In this July 12, 2018 photo, Marta Bermudez Robles, 66, hangs a lamp in her kitchen in Adjuntas, Puerto Rico, at her home that is still with electricity since Hurricane Irma and Maria. The only power Bermudez and her husband have had for 10 months is courtesy of a neighbor who threw over an extension cord connected to his generator that provides just enough power to light one bulb in the kitchen and another in the living room for a couple hours each day. (AP Photo/Dennis M. Rivera Pichardo)
In this July 12, 2018 photo, Marta Bermudez Robles, 66, hangs a lamp in her kitchen in Adjuntas, Puerto Rico, at her home that is still with electricity since Hurricane Irma and Maria. The only power Bermudez and her husband have had for 10 months is courtesy of a neighbor who threw over an extension cord connected to his generator that provides just enough power to light one bulb in the kitchen and another in the living room for a couple hours each day. (AP Photo/Dennis M. Rivera Pichardo)

ADJUNTAS, Puerto Rico (AP) — It was finally a night to celebrate in this village tucked into the mountains of central Puerto Rico.

People pressed TV remote buttons, clicked on fans and plugged in refrigerators as electricity again flowed into homes that had been without power since two major hurricanes devastated the U.S. territory nearly a year ago.

Lights are slowly coming on for the more than 950 homes and businesses across Puerto Rico that remain without power in hard-to-reach areas. Repair crews are sometimes forced to dig holes by hand and scale down steep mountainsides to reach damaged light posts. Electrical poles have to be ferried in one-by-one via helicopter.

It is slow work, and it has stretched nearly two months past the date when officials had promised everyone in Puerto Rico would be energized.

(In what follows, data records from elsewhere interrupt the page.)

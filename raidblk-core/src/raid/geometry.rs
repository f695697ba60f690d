// vim: tw=80
//! Array geometry and sector placement

use std::ops::Range;
use crate::types::*;

/// Location of a sector within the array's member devices.
#[derive(Clone, Copy, Debug, Eq, Hash, PartialEq)]
pub struct Sectorloc {
    /// Index of the member device within the array
    pub disk: usize,
    /// Physical sector within that device
    pub offset: SectorT,
}

impl Sectorloc {
    pub fn new(disk: usize, offset: SectorT) -> Self {
        Sectorloc {disk, offset}
    }
}

/// Immutable shape of an assembled array.
///
/// Logical sectors are striped one at a time across every device but the
/// last, which is reserved for parity.  Logical sector `s` lives on device
/// `s % data_devices` at physical sector `s / data_devices`.
#[derive(Clone, Copy, Debug, Eq, PartialEq)]
pub struct Geometry {
    /// Number of member devices, including the reserved one
    devices: usize,
    /// Size of each member device in sectors
    sectors_per_device: SectorT,
}

impl Geometry {
    pub const MIN_DEVICES: usize = 3;
    pub const MAX_DEVICES: usize = 4;

    /// Does an array of `n` devices make sense?
    pub fn check_devices(n: usize) -> Result<()> {
        if (Self::MIN_DEVICES..=Self::MAX_DEVICES).contains(&n) {
            Ok(())
        } else {
            Err(Error::InvalidConfiguration(n))
        }
    }

    pub fn new(devices: usize, sectors_per_device: SectorT) -> Result<Self> {
        Self::check_devices(devices)?;
        Ok(Geometry{devices, sectors_per_device})
    }

    /// Number of devices that hold data
    pub fn data_devices(&self) -> usize {
        self.devices - 1
    }

    /// Total number of member devices
    pub fn devices(&self) -> usize {
        self.devices
    }

    /// Inverse of [`sector2loc`](#method.sector2loc)
    pub fn loc2sector(&self, loc: Sectorloc) -> SectorT {
        debug_assert!(loc.disk < self.data_devices(),
            "The parity device holds no data");
        loc.offset * self.data_devices() as SectorT + loc.disk as SectorT
    }

    /// Iterate through the locations of a half-open range of logical sectors,
    /// in order.
    pub fn locate(&self, range: Range<SectorT>)
        -> impl Iterator<Item=(SectorT, Sectorloc)> + '_
    {
        range.map(move |s| (s, self.sector2loc(s)))
    }

    /// Index of the device reserved for parity
    pub fn parity_device(&self) -> usize {
        self.devices - 1
    }

    /// Map a logical sector to its location
    pub fn sector2loc(&self, sector: SectorT) -> Sectorloc {
        let m = self.data_devices() as SectorT;
        Sectorloc::new((sector % m) as usize, sector / m)
    }

    /// Usable size of the array in logical sectors
    pub fn sectors(&self) -> SectorT {
        self.sectors_per_device * self.data_devices() as SectorT
    }

    /// Size of each member device in sectors
    pub fn sectors_per_device(&self) -> SectorT {
        self.sectors_per_device
    }
}

// LCOV_EXCL_STOP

And even as TVs glow into the night and people like 20-year-old delivery man Steven Vilella once again savor favorite foods like shrimp and Rocky Road ice cream, many fear their newly returned normality could be short-lived. Turmoil at the island’s power company and recent winds and rains that knocked out electricity to tens of thousands of people at the start of the new hurricane season have them worried.

“If another storm comes through, we’re going to die. There’s no money left here,” said 66-year-old Marta Bermudez, who still has a blue tarp over her rusting zinc roof. She doesn’t believe the government has enough resources to properly rebuild the power grid amid an 11-year-old recession.

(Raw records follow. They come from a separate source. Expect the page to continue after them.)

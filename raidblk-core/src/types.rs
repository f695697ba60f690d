// vim: tw=80
//! Common type definitions used throughout raidblk

use divbuf::{DivBuf, DivBufMut};
use nix::errno::Errno;
use thiserror::Error;
use std::{
    fmt::{self, Display, Formatter},
    io,
    path::PathBuf,
};

/// Our `IoVec`.  Unlike the standard library's, ours is reference-counted so it
/// can have more than one owner.
pub type IoVec = DivBuf;

/// Mutable version of `IoVec`.  Uniquely owned.
pub type IoVecMut = DivBufMut;

/// Indexes a sector, either logical or physical.  Sectors are always 512
/// bytes.
pub type SectorT = u64;

/// raidblk's error type.
#[derive(Clone, Debug, Error, Eq, PartialEq)]
pub enum Error {
    /// The array was given the wrong number of member devices.
    #[error("An array needs 3 or 4 devices, but {0} were given")]
    InvalidConfiguration(usize),

    /// An array configuration file could not be parsed.
    #[error("Invalid array configuration: {0}")]
    BadConfigFile(String),

    /// A member device could not be opened.
    #[error("Failed to open {}: {source}", path.display())]
    DeviceOpenFailed {
        path: PathBuf,
        source: Errno
    },

    /// A member device's size disagrees with device 0.
    #[error("Device {index} has {actual} sectors, but device 0 has {expected}")]
    GeometryMismatch {
        index: usize,
        expected: SectorT,
        actual: SectorT
    },

    /// A request's buffer is not a whole number of sectors.
    #[error("Request length {0} is not a multiple of the sector size")]
    UnalignedRequest(usize),

    /// The split pool was exhausted while decomposing a request.
    #[error("Could not allocate a sub-request")]
    SubRequestAllocationFailed,

    /// A physical operation failed on an underlying device.
    #[error("Device I/O error: {0}")]
    DeviceIo(#[from] Errno),
}

impl Error {
    /// The closest errno to this error, suitable for reporting to a block
    /// layer or as a process exit status.
    pub fn errno(&self) -> Errno {
        match self {
            Error::InvalidConfiguration(_) => Errno::EINVAL,
            Error::BadConfigFile(_) => Errno::EINVAL,
            Error::DeviceOpenFailed{source, ..} => *source,
            Error::GeometryMismatch{..} => Errno::EINVAL,
            Error::SubRequestAllocationFailed => Errno::EIO,
            Error::UnalignedRequest(_) => Errno::EINVAL,
            Error::DeviceIo(e) => *e,
        }
    }
}

impl From<io::Error> for Error {
    fn from(e: io::Error) -> Self {
        let errno = e.raw_os_error()
            .map(Errno::from_raw)
            .unwrap_or(Errno::EIO);
        Error::DeviceIo(errno)
    }
}

pub type Result<T> = ::std::result::Result<T, Error>;

/// Identifies the holder of a device's exclusive claim.
///
/// Each assembled array gets its own `Owner`.  A device may be opened more
/// than once by the same `Owner`, but never by two different ones.
#[derive(Clone, Copy, Debug, Eq, Hash, PartialEq)]
pub struct Owner(uuid::Uuid);

impl Owner {
    pub fn new_v4() -> Self {
        Owner(uuid::Uuid::new_v4())
    }
}

// LCOV_EXCL_START      only used by debugging code
impl Display for Owner {
    fn fmt(&self, f: &mut Formatter) -> fmt::Result {
        self.0.fmt(f)
    }
}
// LCOV_EXCL_STOP

// LCOV_EXCL_STOP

Still, after power was restored to her house Friday, she celebrated no longer having to eat a diet of mostly rice, bananas and soup, or wash clothes by hand in a sink that she and her husband found on the street after Hurricane Irma.

The only power they had for 10 months was courtesy of a neighbor who threw over a thin yellow extension cord connected to his generator that provided just enough power to light one bulb in her kitchen and another in her living room for a couple hours each day.

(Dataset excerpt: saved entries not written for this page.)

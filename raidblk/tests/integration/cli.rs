use std::{
    fs,
    io::{Read, Seek, SeekFrom},
};

use assert_cmd::prelude::*;
use predicates::prelude::*;
use pretty_assertions::assert_eq;
use rstest::rstest;

use super::{raidblk, util::disks};

#[rstest]
#[case(3, "4096")]
#[case(4, "6144")]
fn info(#[case] n: usize, #[case] sectors: &str) {
    let (_tempdir, paths) = disks(n, 1 << 20);
    raidblk()
        .arg("info")
        .args(&paths)
        .assert()
        .success()
        .stdout(predicate::str::contains(format!("devices:         {n}")))
        .stdout(predicate::str::contains(
            format!("logical sectors: {sectors}")))
        .stdout(predicate::str::contains(
            format!("parity device:   {}", n - 1)));
}

#[test]
fn info_config() {
    let (tempdir, paths) = disks(3, 1 << 20);
    let yaml = format!("devices: [{}]\n",
        paths.iter()
            .map(|p| p.display().to_string())
            .collect::<Vec<_>>()
            .join(", "));
    let cfgpath = tempdir.path().join("array.yaml");
    fs::write(&cfgpath, yaml).unwrap();
    raidblk()
        .args(["info", "--config"])
        .arg(&cfgpath)
        .assert()
        .success()
        .stdout(predicate::str::contains("logical sectors: 4096"));
}

#[rstest]
#[case(2)]
#[case(5)]
fn wrong_device_count(#[case] n: usize) {
    let (_tempdir, paths) = disks(n, 1 << 20);
    raidblk()
        .arg("info")
        .args(&paths)
        .assert()
        .failure()
        .stderr(predicate::str::contains(
            format!("InvalidConfiguration({n})")));
}

#[test]
fn geometry_mismatch() {
    let (_tempdir, paths) = disks(3, 1 << 20);
    fs::File::options()
        .write(true)
        .open(&paths[1])
        .unwrap()
        .set_len(1 << 19)
        .unwrap();
    raidblk()
        .arg("info")
        .args(&paths)
        .assert()
        .failure()
        .stderr(predicate::str::contains("GeometryMismatch"));
}

/// Write through the array, check placement on the members, then read it back
#[test]
fn write_and_read() {
    let (tempdir, paths) = disks(4, 1 << 20);
    let input = tempdir.path().join("input");
    // Two sectors, the second one short
    let mut data = vec![0xa5u8; 512];
    data.extend(vec![0x5au8; 100]);
    fs::write(&input, &data).unwrap();

    raidblk()
        .args(["write", "--sector", "4", "--input"])
        .arg(&input)
        .args(&paths)
        .assert()
        .success();

    // Logical sector 4 is device 1, sector 1.  Logical 5 is device 2, sector 1.
    let mut buf = vec![0u8; 512];
    let mut f = fs::File::open(&paths[1]).unwrap();
    f.seek(SeekFrom::Start(512)).unwrap();
    f.read_exact(&mut buf).unwrap();
    assert_eq!(buf, vec![0xa5u8; 512]);
    let mut f = fs::File::open(&paths[2]).unwrap();
    f.seek(SeekFrom::Start(512)).unwrap();
    f.read_exact(&mut buf).unwrap();
    assert_eq!(&buf[0..100], &[0x5au8; 100][..]);
    assert_eq!(&buf[100..], &[0u8; 412][..]);

    raidblk()
        .args(["read", "--sector", "5", "--count", "1"])
        .args(&paths)
        .assert()
        .success()
        .stdout(predicate::str::contains("5a5a")
            .or(predicate::str::contains("5a 5a")));
}

#[test]
fn read_past_end() {
    let (_tempdir, paths) = disks(3, 1 << 20);
    raidblk()
        .args(["read", "--sector", "4095", "--count", "2"])
        .args(&paths)
        .assert()
        .failure()
        .stderr(predicate::str::contains("beyond the end of the array"));
}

Puerto Rico’s electrical grid is still shaky after Hurricane Irma brushed past the island as a Category 5 storm last Sept. 6 and then Hurricane Maria made a direct hit as a Category 4 storm two weeks later, damaging up to 75 percent of transmission lines.

More than 52,000 power poles have been installed and thousands of miles of cable secured, with some 180 generators still providing power at key locations. But Gov. Ricardo Rossello warned there is no backup system yet in case the power goes out again.